Help with best approach to problem

Background: I have a custom Object called Shift. It has lookup field to Contact. Each 'record' of the object Shift is just what you'd expect, it contains a Date and time that a Contact is scheduled to work.

 

Problem: I need to prevent users from scheduling the same contact for two shifts on the same date.

 

If there is a Shift where:  Contact = John Smith; Date = 9/15/2010, I don't want the user to be able to create another shift with those same values. I don't want to double book anybody.

 

I'm not sure of the simplest way to prevent this; or even a possible way. Thanks for any help / advice!

Best Answer chosen by Admin (Salesforce Developers) 
hisrinuhisrinu

You have to use a workflow to do this not the formula, then you can set this field as unique(even you can hide from pagelayouts)

 

 


hisrinu wrote:

You can try a combination of contactid and date fields(convert data type to text) into another new text field and make that field as unique, so whenever user is trying to create a new shift for this contact automatically uniqueness gives an error to user


 

All Answers

hisrinuhisrinu

You can try a combination of contactid and date fields(convert data type to text) into another new text field and make that field as unique, so whenever user is trying to create a new shift for this contact automatically uniqueness gives an error to user

SFmaverickSFmaverick

I had considered a field that combined the Contacts Name and the Date, which is easy to do in a formula field, but formula fields can't be Unique IDs. I could easily create a trigger that used the formula field to populate a text field, but the formula wouldn't be populated until after the record was created, which would then make it too late to prevent the user from creating the shift.

ScoobieScoobie

The problem you would have here is not someone creating two shifts e.g. both 8-5 but when someone creates two shifts 8-5 and 12 - 9. These would overlap but would be perfectly valid for the same person doing these shifts using your current solution.

 

 

I think you may need to do a bit more design and capture more use cases to establish the solution you want to implement.

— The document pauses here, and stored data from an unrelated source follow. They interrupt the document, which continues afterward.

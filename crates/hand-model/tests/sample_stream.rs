use std::path::PathBuf;

use handsign_hand_model::{parse_frame_line, parse_frames, parse_header, LANDMARK_COUNT};
use proptest::prelude::*;

fn sample_stream() -> String {
    let path = PathBuf::from(env!("CARGO_MANIFEST_DIR"))
        .join("..")
        .join("..")
        .join("fixtures")
        .join("sample-session")
        .join("frames.jsonl");
    std::fs::read_to_string(path).expect("sample stream fixture")
}

#[test]
fn sample_stream_parses() {
    let content = sample_stream();

    let header = parse_header(&content).expect("sample stream has a header");
    assert_eq!(header.schema_version, "1.0");
    assert_eq!(header.source.as_deref(), Some("synthetic"));

    let frames = parse_frames(&content).unwrap();
    assert_eq!(frames.len(), 6);
    assert_eq!(frames.iter().filter(|f| f.has_hand()).count(), 4);
    assert!(frames.windows(2).all(|w| w[0].timestamp_ns < w[1].timestamp_ns));
    for frame in frames.iter().filter(|f| f.has_hand()) {
        let hand = frame.hand.as_ref().unwrap();
        assert_eq!(hand.points().len(), LANDMARK_COUNT);
        assert!(hand.points().iter().all(|p| p.is_finite()));
    }
}

#[test]
fn hand_with_wrong_landmark_count_is_rejected() {
    let twenty = vec![r#"{"x":0.0,"y":0.0,"z":0.0}"#; 20].join(",");
    let line = format!(r#"{{"t":1,"hand":[{twenty}]}}"#);
    assert!(parse_frame_line(&line).unwrap().is_err());
}

proptest! {
    #[test]
    fn arbitrary_lines_never_panic(line in "\\PC*") {
        let _ = parse_frame_line(&line);
        let _ = parse_header(&line);
    }

    #[test]
    fn comment_lines_are_always_skipped(body in "[ -~]*") {
        let line = format!("#{body}");
        prop_assert!(parse_frame_line(&line).is_none());
    }
}
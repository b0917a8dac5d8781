//! Inspect a gesture model.

use std::path::PathBuf;

use anyhow::Context;
use handsign_classifier::GestureClassifier;
use handsign_common::config::{ModelBackend, ModelConfig};
use handsign_hand_model::FEATURE_COUNT;
use handsign_processing_core::select;

pub fn run(path: PathBuf, backend: ModelBackend) -> anyhow::Result<()> {
    let config = ModelConfig {
        path: path.clone(),
        backend,
    };
    let mut classifier = GestureClassifier::load(&config)
        .with_context(|| format!("Failed to load model {}", path.display()))?;

    println!("Model: {}", path.display());
    println!("  Backend: {}", classifier.backend());
    println!("  Inputs: {}", classifier.input_len());
    println!("  Outputs: {}", classifier.output_len());

    let layers = classifier.describe();
    if !layers.is_empty() {
        println!();
        println!("Layers:");
        for layer in &layers {
            println!("  {layer}");
        }
    }

    // An open, flat hand produces all-zero angles.
    let scores = classifier.classify(&[0.0; FEATURE_COUNT])?;
    let best = select(&scores);
    println!();
    println!("Open hand (all angles 0): class {best} (score {:.4})", scores[best]);

    Ok(())
}
//! Handsign Hand Model
//!
//! Defines the data contracts shared by every pipeline stage:
//! - **Landmarks:** the 21-point hand topology in normalized coordinates
//! - **Frames:** timestamped per-frame detector output, possibly empty
//! - **Results:** the class index chosen for a frame
//! - **Labels:** the ordered table of gesture names
//!
//! Landmark coordinates are normalized image coordinates as produced by
//! the external hand tracker; `z` is relative depth.

pub mod frame;
pub mod labels;
pub mod landmark;
pub mod result;

pub use frame::*;
pub use labels::*;
pub use landmark::*;
pub use result::*;
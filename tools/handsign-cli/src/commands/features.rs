//! Dump angle features for every frame that has a hand.

use std::path::PathBuf;

use anyhow::Context;
use handsign_common::config::AppConfig;
use handsign_pipeline::{JsonlReplaySource, LandmarkSource};
use handsign_processing_core::{AngleFeatureVector, FeatureExtractor};
use serde::Serialize;

#[derive(Serialize)]
struct FeatureLine {
    t: u64,
    #[serde(skip_serializing_if = "Option::is_none")]
    features: Option<AngleFeatureVector>,
    #[serde(skip_serializing_if = "Option::is_none")]
    error: Option<String>,
}

pub fn run(config: &AppConfig, frames: PathBuf) -> anyhow::Result<()> {
    let mut source = JsonlReplaySource::open(&frames)
        .with_context(|| format!("Failed to open frame stream {}", frames.display()))?;
    let extractor = FeatureExtractor::new(config.pipeline.parent_mapping);

    let mut hands = 0u64;
    let mut failed = 0u64;
    while let Some(frame) = source.next_frame()? {
        let Some(hand) = frame.hand.as_ref() else {
            continue;
        };
        hands += 1;

        let line = match extractor.extract(hand) {
            Ok(features) => FeatureLine {
                t: frame.timestamp_ns,
                features: Some(features),
                error: None,
            },
            Err(e) => {
                failed += 1;
                FeatureLine {
                    t: frame.timestamp_ns,
                    features: None,
                    error: Some(e.to_string()),
                }
            }
        };
        println!("{}", serde_json::to_string(&line)?);
    }

    tracing::info!(hands, failed, mapping = ?extractor.mapping(), "Feature dump finished");
    Ok(())
}
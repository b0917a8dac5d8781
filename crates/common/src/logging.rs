//! Logging and tracing initialization.

use std::fs::OpenOptions;
use std::sync::Mutex;

use tracing_subscriber::fmt::writer::BoxMakeWriter;

use crate::config::LoggingConfig;

/// Initialize the tracing subscriber with the given configuration.
///
/// Logs go to stderr unless `config.file` is set; stdout is left to the
/// presentation layer. `RUST_LOG` overrides the configured level.
pub fn init_logging(config: &LoggingConfig) {
    use tracing_subscriber::{fmt, EnvFilter};

    let env_filter =
        EnvFilter::try_from_default_env().unwrap_or_else(|_| EnvFilter::new(&config.level));

    let mut file_error = None;
    let writer = match &config.file {
        Some(path) => match OpenOptions::new().create(true).append(true).open(path) {
            Ok(file) => BoxMakeWriter::new(Mutex::new(file)),
            Err(e) => {
                file_error = Some((path.clone(), e));
                BoxMakeWriter::new(std::io::stderr)
            }
        },
        None => BoxMakeWriter::new(std::io::stderr),
    };

    if config.json {
        let subscriber = fmt::Subscriber::builder()
            .with_env_filter(env_filter)
            .with_writer(writer)
            .json()
            .finish();
        tracing::subscriber::set_global_default(subscriber).ok();
    } else {
        let subscriber = fmt::Subscriber::builder()
            .with_env_filter(env_filter)
            .with_writer(writer)
            .with_ansi(config.file.is_none())
            .with_target(true)
            .with_thread_ids(false)
            .with_file(false)
            .with_line_number(false)
            .finish();
        tracing::subscriber::set_global_default(subscriber).ok();
    }

    if let Some((path, e)) = file_error {
        tracing::warn!(path = %path.display(), error = %e, "Cannot open log file, logging to stderr");
    }
}
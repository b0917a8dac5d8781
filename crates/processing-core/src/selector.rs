//! Picks the winning gesture class from classifier scores.

use handsign_hand_model::GESTURE_CLASS_COUNT;

/// Index of the highest score.
///
/// Ties go to the lowest index. NaN scores never win; if every score is
/// NaN the result is index 0.
pub fn select(scores: &[f32; GESTURE_CLASS_COUNT]) -> usize {
    select_with_score(scores).0
}

/// Like [`select`], also returning the winning score.
pub fn select_with_score(scores: &[f32; GESTURE_CLASS_COUNT]) -> (usize, f32) {
    let mut best: Option<(usize, f32)> = None;
    for (index, &score) in scores.iter().enumerate() {
        if score.is_nan() {
            continue;
        }
        match best {
            // Strictly greater keeps the first of equal maxima.
            Some((_, top)) if score <= top => {}
            _ => best = Some((index, score)),
        }
    }
    best.unwrap_or((0, scores[0]))
}

#[cfg(test)]
mod tests {
    use super::*;
    use proptest::prelude::*;

    #[test]
    fn picks_clear_winner() {
        let mut scores = [0.0f32; GESTURE_CLASS_COUNT];
        scores[0] = 0.1;
        scores[1] = 0.9;
        scores[2] = 0.1;
        assert_eq!(select(&scores), 1);
    }

    #[test]
    fn ties_go_to_lowest_index() {
        let mut scores = [0.0f32; GESTURE_CLASS_COUNT];
        scores[7] = 2.5;
        scores[3] = 2.5;
        scores[20] = 2.5;
        assert_eq!(select_with_score(&scores), (3, 2.5));
    }

    #[test]
    fn all_equal_selects_first() {
        assert_eq!(select(&[0.25f32; GESTURE_CLASS_COUNT]), 0);
    }

    #[test]
    fn negative_logits_are_ranked() {
        let mut scores = [-10.0f32; GESTURE_CLASS_COUNT];
        scores[25] = -0.5;
        assert_eq!(select(&scores), 25);
    }

    #[test]
    fn nan_never_wins() {
        let mut scores = [0.0f32; GESTURE_CLASS_COUNT];
        scores[0] = f32::NAN;
        scores[4] = 1.0;
        assert_eq!(select(&scores), 4);
        assert_eq!(select(&[f32::NAN; GESTURE_CLASS_COUNT]), 0);
    }

    proptest! {
        #[test]
        fn unique_max_is_selected(
            scores in prop::array::uniform26(-5.0f32..5.0),
            winner in 0usize..GESTURE_CLASS_COUNT,
        ) {
            let mut scores = scores;
            scores[winner] = 10.0;
            prop_assert_eq!(select(&scores), winner);
        }

        #[test]
        fn smallest_of_tied_maxima_is_selected(
            scores in prop::array::uniform26(-5.0f32..5.0),
            tied in prop::collection::btree_set(0usize..GESTURE_CLASS_COUNT, 2..6),
        ) {
            let mut scores = scores;
            for &i in &tied {
                scores[i] = 10.0;
            }
            let lowest = *tied.iter().next().unwrap();
            prop_assert_eq!(select(&scores), lowest);
        }
    }
}
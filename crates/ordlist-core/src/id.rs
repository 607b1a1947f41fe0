#![forbid(unsafe_code)]

//! Stable item identity.
//!
//! Positions change under filtering and reordering, so every item carries an
//! engine-assigned [`StableId`]. Ids are handed out by an [`IdAllocator`] in
//! strictly increasing order and are never reused, even after removal.

use std::fmt;

/// Opaque, immutable handle for an item.
///
/// Drag, selection and filter logic refer to items exclusively through this
/// id, never through positional indices.
#[derive(Debug, Clone, Copy, PartialEq, Eq, PartialOrd, Ord, Hash)]
#[cfg_attr(feature = "serde", derive(serde::Serialize, serde::Deserialize))]
pub struct StableId(u64);

impl StableId {
    /// Raw numeric value, for hosts that need to key their own tables.
    #[must_use]
    pub const fn get(self) -> u64 {
        self.0
    }
}

impl fmt::Display for StableId {
    fn fmt(&self, f: &mut fmt::Formatter<'_>) -> fmt::Result {
        write!(f, "#{}", self.0)
    }
}

/// Monotonic id source owned by one item store.
#[derive(Debug, Clone)]
pub struct IdAllocator {
    next: u64,
}

impl Default for IdAllocator {
    fn default() -> Self {
        Self { next: 1 }
    }
}

impl IdAllocator {
    /// Create an allocator starting at id 1.
    #[must_use]
    pub fn new() -> Self {
        Self::default()
    }

    /// Hand out the next id.
    pub fn allocate(&mut self) -> StableId {
        let id = StableId(self.next);
        self.next = self.next.saturating_add(1);
        id
    }

    /// Number of ids handed out so far.
    #[must_use]
    pub fn issued(&self) -> u64 {
        self.next - 1
    }
}

#[cfg(test)]
mod tests {
    use super::*;

    #[test]
    fn ids_are_monotonic() {
        let mut alloc = IdAllocator::new();
        let a = alloc.allocate();
        let b = alloc.allocate();
        let c = alloc.allocate();
        assert!(a < b && b < c);
        assert_eq!(alloc.issued(), 3);
    }

    #[test]
    fn display_is_prefixed() {
        let mut alloc = IdAllocator::new();
        assert_eq!(alloc.allocate().to_string(), "#1");
    }
}
/// Views derived from one store version.
#[derive(Debug, Default)]
struct Derived {
    version: u64,
    visible: Vec<usize>,
    groups: Vec<Group>,
    alignment: Option<AlignmentReport>,
    bounds: Option<GroupBounds>,
    layout: Layout,
    virtual_mode: bool,
    window: VisibleWindow,
    order: Vec<StableId>,
    selection: (Vec<StableId>, Option<String>),
    filter_fingerprint: u64,
}

/// Ordered, grouped, filtered, virtualized list engine.
pub struct Engine<S: RenderSink> {
    config: EngineConfig,
    store: ItemStore,
    model: CategoryModel,
    selection: Selection,
    state: EngineState,
    visibility: VisibilityCache,
    derived: Derived,
    slots: SlotPool<S::Handle>,
    sink: S,
    observers: Vec<Box<dyn EngineObserver>>,
    loader: Loader,
    renders: u64,
}

impl<S: RenderSink> std::fmt::Debug for Engine<S> {
    fn fmt(&self, f: &mut std::fmt::Formatter<'_>) -> std::fmt::Result {
        f.debug_struct("Engine")
            .field("version", &self.store.version())
            .field("items", &self.store.len())
            .field("visible", &self.derived.visible.len())
            .field("group_level", &self.state.group_level)
            .field("virtual", &self.derived.virtual_mode)
            .field("observers", &self.observers.len())
            .field("renders", &self.renders)
            .finish()
    }
}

Once you have these you can begin putting the meat on the bones so to speak.

 

Scheduling in Force is possible as we have successfully implemented an appointments system which dealt with conflicts but this was in no means a simple piece of code.

SFmaverickSFmaverick

I would use the Contact and the Date, not the time. Even if the times don't overlap, a contact will never work two shifts on the same date.

hisrinuhisrinu

You have to use a workflow to do this not the formula, then you can set this field as unique(even you can hide from pagelayouts)

 

 


hisrinu wrote:

You can try a combination of contactid and date fields(convert data type to text) into another new text field and make that field as unique, so whenever user is trying to create a new shift for this contact automatically uniqueness gives an error to user


 

This was selected as the best answer
Always ThinkinAlways Thinkin

Hi,

Since it seems triggers are on the table as an option what if you:

  1. Use a Before Insert/Update trigger to prevent insertion of bad record
  2. Run a query against all Shift records where the Contact is the same and where the start datetime in the new record is greater than another record's start datetime and less than the same record's end datetime OR the end datetime is greater than another record's start datetime and less than the same record's end datetime.
  3. If the query returns any records, throw an error message.
  4. If the query throws no error message, allow the insert/update to continue.

This trigger will quickly hit governor limits because every record in the trigger.new will have to be queried uniquely, so you'll only be able to handle up to 20 records. I don't know the context of your use case, that may or may not be a problem.